Ocupado por esses pensamentos, observei que a garota de queixinho triste recolocou o livro de Neruda na prateleira e pegou um exemplar de Anti-Justine, do Restif De La Bretonne, folheou-o por alguns instantes, tornou a colocá-lo na prateleira, e pegou outro, do Faulkner.

Ela, assim como eu, não está procurando nada específico, pensei. Talvez espere que algum livro a encontre, ou que alguém lhe recomende algo, ou que...

E duas outras garotas chegaram, amigas, e passaram a procurar presentes para seus respectivos namorados:

— Será que ele vai gostar desse? — perguntou a primeira, erguendo um Quintana.

— Acho que vai gostar mais do Pessoa — respondeu a outra.

E ficaram a discutir as possibilidades, todas envolvendo livros de poesia — o que em minha opinião mostrava que os namorados daquelas garotas eram caras legais —, enquanto a menina, aquela de queixo triste, se movia entre elas, pegava um livro qualquer, folheava, recolocava, pegava outro. Talvez também estivesse procurando um livro para presentear seu namorado e, assim, resolvi deixar de importuná-la antes que ela começasse a pensar que eu a estivesse seguindo, e fui até o outro lado, onde Pornopopeia, do Reinaldo Moraes, me encontrou.

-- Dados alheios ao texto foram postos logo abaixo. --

//! Canned message builder

use std::collections::VecDeque;
use std::sync::Arc;

use async_trait::async_trait;
use lettre::address::{Address, Envelope};
use parking_lot::Mutex;
use tokio::sync::watch;

use crate::error::{BuildError, IdentityError};
use crate::message::{
    CompiledMessage, IdentityMaterial, MessageBuilder, OutgoingMail, Security, SigningIdentity,
};

#[derive(Debug, Default)]
struct State {
    results: VecDeque<Result<CompiledMessage, BuildError>>,
    identity: VecDeque<Result<SigningIdentity, IdentityError>>,
    built: Vec<OutgoingMail>,
}

/// A [`MessageBuilder`] that returns queued results
///
/// Without a queued result, `build` compiles a plain message whose envelope is
/// taken from the mail's addresses and whose source is
/// `Subject: <subject>\r\n\r\n<text>`. `set_signing_identity` accepts any
/// material unless a failure was queued. `encrypt` reverses the text in place
/// of real ciphertext. Clones share the same state.
#[derive(Debug, Clone)]
pub struct StaticBuilder {
    state: Arc<Mutex<State>>,
    held: Arc<watch::Sender<bool>>,
}

impl Default for StaticBuilder {
    fn default() -> Self {
        Self {
            state: Arc::default(),
            held: Arc::new(watch::channel(false).0),
        }
    }
}

impl StaticBuilder {
    /// Create a builder with no queued results
    #[must_use]
    pub fn new() -> Self {
        Self::default()
    }

    /// Make `build` calls wait until [`release`](Self::release)
    pub fn hold(&self) {
        self.held.send_replace(true);
    }

    /// Let held and future `build` calls finish
    pub fn release(&self) {
        self.held.send_replace(false);
    }

    /// Queue the result of a future `build` call
    pub fn push_result(&self, result: Result<CompiledMessage, BuildError>) {
        self.state.lock().results.push_back(result);
    }

    /// Queue the result of a future `set_signing_identity` call
    pub fn push_identity(&self, result: Result<SigningIdentity, IdentityError>) {
        self.state.lock().identity.push_back(result);
    }

    /// Mails passed to `build`, in call order
    #[must_use]
    pub fn built(&self) -> Vec<OutgoingMail> {
        self.state.lock().built.clone()
    }

    /// Subjects of the mails passed to `build`, in call order
    #[must_use]
    pub fn built_subjects(&self) -> Vec<String> {
        self.state
            .lock()
            .built
            .iter()
            .map(|outgoing| outgoing.mail.subject.clone().unwrap_or_default())
            .collect()
    }

    /// Compile `outgoing` the way an unscripted `build` call does
    ///
    /// # Errors
    ///
    /// Returns [`BuildError::InvalidAddress`] for unparsable addresses and
    /// [`BuildError::NoRecipients`] when the mail has none.
    pub fn compile(outgoing: &OutgoingMail) -> Result<CompiledMessage, BuildError> {
        let mail = &outgoing.mail;
        let from = mail.from.as_deref().map(address).transpose()?;
        let to = mail.recipients().map(address).collect::<Result<Vec<_>, _>>()?;
        let envelope = Envelope::new(from, to).map_err(|_| BuildError::NoRecipients)?;

        let source = format!(
            "Subject: {}\r\n\r\n{}",
            mail.subject.as_deref().unwrap_or_default(),
            mail.text.as_deref().unwrap_or_default()
        );
        Ok(CompiledMessage::new(source, envelope))
    }
}

fn address(value: &str) -> Result<Address, BuildError> {
    value
        .parse()
        .map_err(|_| BuildError::InvalidAddress(value.to_string()))
}

#[async_trait]
impl MessageBuilder for StaticBuilder {
    async fn set_signing_identity(
        &self,
        _material: IdentityMaterial,
    ) -> Result<SigningIdentity, IdentityError> {
        self.state
            .lock()
            .identity
            .pop_front()
            .unwrap_or_else(|| Ok(SigningIdentity::new("STATIC")))
    }

    async fn encrypt(&self, outgoing: OutgoingMail) -> Result<OutgoingMail, BuildError> {
        match outgoing.security {
            Security::Encrypted {
                ref public_keys,
                already_encrypted: false,
            } if !public_keys.is_empty() => {
                let mut mail = outgoing.mail;
                mail.text = mail.text.map(|text| text.chars().rev().collect());
                mail.attachments.clear();
                Ok(OutgoingMail::pre_encrypted(mail))
            }
            Security::Encrypted {
                already_encrypted: true,
                ..
            } => Ok(outgoing),
            _ => Err(BuildError::NoPublicKeys),
        }
    }

    async fn build(&self, mail: OutgoingMail) -> Result<CompiledMessage, BuildError> {
        self.state.lock().built.push(mail.clone());

        let mut held = self.held.subscribe();
        // The sender lives in `self`, so waiting cannot fail.
        let _ = held.wait_for(|held| !*held).await;

        let queued = self.state.lock().results.pop_front();
        queued.unwrap_or_else(|| Self::compile(&mail))
    }
}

Depois fui embora, mas não esqueci o queixo triste da garota de queixo triste, e creio que com esta lembrança permanecerei para sempre. Queria imortalizá-la numa tela neo-barroca chamada “Moça de queixo triste”, onde faria questão de representar a angústia e o desespero humano em sua totalidade, um trabalho que faria inveja até mesmo a Vermeer.

Uma pena carecer dos dotes necessários a tal empreendimento. De qualquer forma, estou convencido: aquele queixinho triste merecia a imortalidade.

 

* Publicado no jornal CONTRAPONTO em 6 de dezembro de 2012.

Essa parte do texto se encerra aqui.